(Data items)
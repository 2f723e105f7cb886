//! Application-wide error types.

use serde::{Deserialize, Serialize};
use thiserror::Error;

/// Result type alias using `AppError`.
pub type AppResult<T> = Result<T, AppError>;

/// Stable classification shared by every domain error.
///
/// Callers branch on the kind; the per-variant `error_code` is for display and logs.
#[derive(Debug, Clone, Copy, PartialEq, Eq, Hash, Serialize, Deserialize)]
#[serde(rename_all = "snake_case")]
pub enum ErrorKind {
    /// Malformed or missing input. Fixing the input makes the call succeed.
    Validation,
    /// The referenced record does not exist in the caller's tenant.
    NotFound,
    /// The requested transition is illegal given current state; re-fetch before retrying.
    Conflict,
    /// A ledger rule rejected the operation (unbalanced, overpayment, wrong lifecycle stage).
    BusinessRule,
    /// A collaborator failed: the store, a timeout, or missing posting accounts.
    Dependency,
    /// An invariant the engine itself guarantees was violated.
    Internal,
}

impl ErrorKind {
    /// Returns the HTTP status code conventionally associated with this kind.
    #[must_use]
    pub const fn status_code(self) -> u16 {
        match self {
            Self::Validation => 400,
            Self::NotFound => 404,
            Self::Conflict => 409,
            Self::BusinessRule => 422,
            Self::Dependency => 503,
            Self::Internal => 500,
        }
    }
}

impl std::fmt::Display for ErrorKind {
    fn fmt(&self, f: &mut std::fmt::Formatter<'_>) -> std::fmt::Result {
        let name = match self {
            Self::Validation => "validation",
            Self::NotFound => "not_found",
            Self::Conflict => "conflict",
            Self::BusinessRule => "business_rule",
            Self::Dependency => "dependency",
            Self::Internal => "internal",
        };
        f.write_str(name)
    }
}

/// Application error types.
#[derive(Debug, Error)]
pub enum AppError {
    /// Validation error.
    #[error("Validation error: {0}")]
    Validation(String),

    /// Resource not found.
    #[error("Not found: {0}")]
    NotFound(String),

    /// Conflict (e.g., duplicate number, already reversed).
    #[error("Conflict: {0}")]
    Conflict(String),

    /// Business rule violation.
    #[error("Business rule violation: {0}")]
    BusinessRule(String),

    /// Collaborator failure (store, timeout, missing accounts).
    #[error("Dependency failure: {0}")]
    Dependency(String),

    /// Configuration could not be loaded.
    #[error("Configuration error: {0}")]
    Config(#[from] config::ConfigError),

    /// Internal error.
    #[error("Internal error: {0}")]
    Internal(String),
}

impl AppError {
    /// Builds an `AppError` from a kind and a message.
    #[must_use]
    pub fn from_kind(kind: ErrorKind, message: String) -> Self {
        match kind {
            ErrorKind::Validation => Self::Validation(message),
            ErrorKind::NotFound => Self::NotFound(message),
            ErrorKind::Conflict => Self::Conflict(message),
            ErrorKind::BusinessRule => Self::BusinessRule(message),
            ErrorKind::Dependency => Self::Dependency(message),
            ErrorKind::Internal => Self::Internal(message),
        }
    }

    /// Returns the kind of this error.
    #[must_use]
    pub const fn kind(&self) -> ErrorKind {
        match self {
            Self::Validation(_) => ErrorKind::Validation,
            Self::NotFound(_) => ErrorKind::NotFound,
            Self::Conflict(_) => ErrorKind::Conflict,
            Self::BusinessRule(_) => ErrorKind::BusinessRule,
            Self::Dependency(_) => ErrorKind::Dependency,
            Self::Config(_) | Self::Internal(_) => ErrorKind::Internal,
        }
    }

    /// Returns the HTTP status code for this error.
    #[must_use]
    pub const fn status_code(&self) -> u16 {
        self.kind().status_code()
    }

    /// Returns the error code for API responses.
    #[must_use]
    pub const fn error_code(&self) -> &'static str {
        match self {
            Self::Validation(_) => "VALIDATION_ERROR",
            Self::NotFound(_) => "NOT_FOUND",
            Self::Conflict(_) => "CONFLICT",
            Self::BusinessRule(_) => "BUSINESS_RULE_VIOLATION",
            Self::Dependency(_) => "DEPENDENCY_FAILURE",
            Self::Config(_) => "CONFIG_ERROR",
            Self::Internal(_) => "INTERNAL_ERROR",
        }
    }
}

> Exercise description: Each line above needs to be repeated exactly, with nothing omitted.

> Written reply:
repository 2f723e105f7cb886
//! Application-wide error types.

use serde::{Deserialize, Serialize};
use thiserror::Error;

/// Result type alias using `AppError`.
pub type AppResult<T> = Result<T, AppError>;

/// Stable classification shared by every domain error.
///
/// Callers branch on the kind; the per-variant `error_code` is for display and logs.
#[derive(Debug, Clone, Copy, PartialEq, Eq, Hash, Serialize, Deserialize)]
#[serde(rename_all = "snake_case")]
pub enum ErrorKind {
    /// Malformed or missing input. Fixing the input makes the call succeed.
    Validation,
    /// The referenced record does not exist in the caller's tenant.
    NotFound,
    /// The requested transition is illegal given current state; re-fetch before retrying.
    Conflict,
    /// A ledger rule rejected the operation (unbalanced, overpayment, wrong lifecycle stage).
    BusinessRule,
    /// A collaborator failed: the store, a timeout, or missing posting accounts.
    Dependency,
    /// An invariant the engine itself guarantees was violated.
    Internal,
}

impl ErrorKind {
    /// Returns the HTTP status code conventionally associated with this kind.
    #[must_use]
    pub const fn status_code(self) -> u16 {
        match self {
            Self::Validation => 400,
            Self::NotFound => 404,
            Self::Conflict => 409,
            Self::BusinessRule => 422,
            Self::Dependency => 503,
            Self::Internal => 500,
        }
    }
}

impl std::fmt::Display for ErrorKind {
    fn fmt(&self, f: &mut std::fmt::Formatter<'_>) -> std::fmt::Result {
        let name = match self {
            Self::Validation => "validation",
            Self::NotFound => "not_found",
            Self::Conflict => "conflict",
            Self::BusinessRule => "business_rule",
            Self::Dependency => "dependency",
            Self::Internal => "internal",
        };
        f.write_str(name)
    }
}

/// Application error types.
#[derive(Debug, Error)]
pub enum AppError {
    /// Validation error.
    #[error("Validation error: {0}")]
    Validation(String),

    /// Resource not found.
    #[error("Not found: {0}")]
    NotFound(String),

    /// Conflict (e.g., duplicate number, already reversed).
    #[error("Conflict: {0}")]
    Conflict(String),

    /// Business rule violation.
    #[error("Business rule violation: {0}")]
    BusinessRule(String),

    /// Collaborator failure (store, timeout, missing accounts).
    #[error("Dependency failure: {0}")]
    Dependency(String),

    /// Configuration could not be loaded.
    #[error("Configuration error: {0}")]
    Config(#[from] config::ConfigError),

    /// Internal error.
    #[error("Internal error: {0}")]
    Internal(String),
}

impl AppError {
    /// Builds an `AppError` from a kind and a message.
    #[must_use]
    pub fn from_kind(kind: ErrorKind, message: String) -> Self {
        match kind {
            ErrorKind::Validation => Self::Validation(message),
            ErrorKind::NotFound => Self::NotFound(message),
            ErrorKind::Conflict => Self::Conflict(message),
            ErrorKind::BusinessRule => Self::BusinessRule(message),
            ErrorKind::Dependency => Self::Dependency(message),
            ErrorKind::Internal => Self::Internal(message),
        }
    }

    /// Returns the kind of this error.
    #[must_use]
    pub const fn kind(&self) -> ErrorKind {
        match self {
            Self::Validation(_) => ErrorKind::Validation,
            Self::NotFound(_) => ErrorKind::NotFound,
            Self::Conflict(_) => ErrorKind::Conflict,
            Self::BusinessRule(_) => ErrorKind::BusinessRule,
            Self::Dependency(_) => ErrorKind::Dependency,
            Self::Config(_) | Self::Internal(_) => ErrorKind::Internal,
        }
    }

    /// Returns the HTTP status code for this error.
    #[must_use]
    pub const fn status_code(&self) -> u16 {
        self.kind().status_code()
    }

    /// Returns the error code for API responses.
    #[must_use]
    pub const fn error_code(&self) -> &'static str {
        match self {
            Self::Validation(_) => "VALIDATION_ERROR",
            Self::NotFound(_) => "NOT_FOUND",
            Self::Conflict(_) => "CONFLICT",
            Self::BusinessRule(_) => "BUSINESS_RULE_VIOLATION",
            Self::Dependency(_) => "DEPENDENCY_FAILURE",
            Self::Config(_) => "CONFIG_ERROR",
            Self::Internal(_) => "INTERNAL_ERROR",
        }
    }
}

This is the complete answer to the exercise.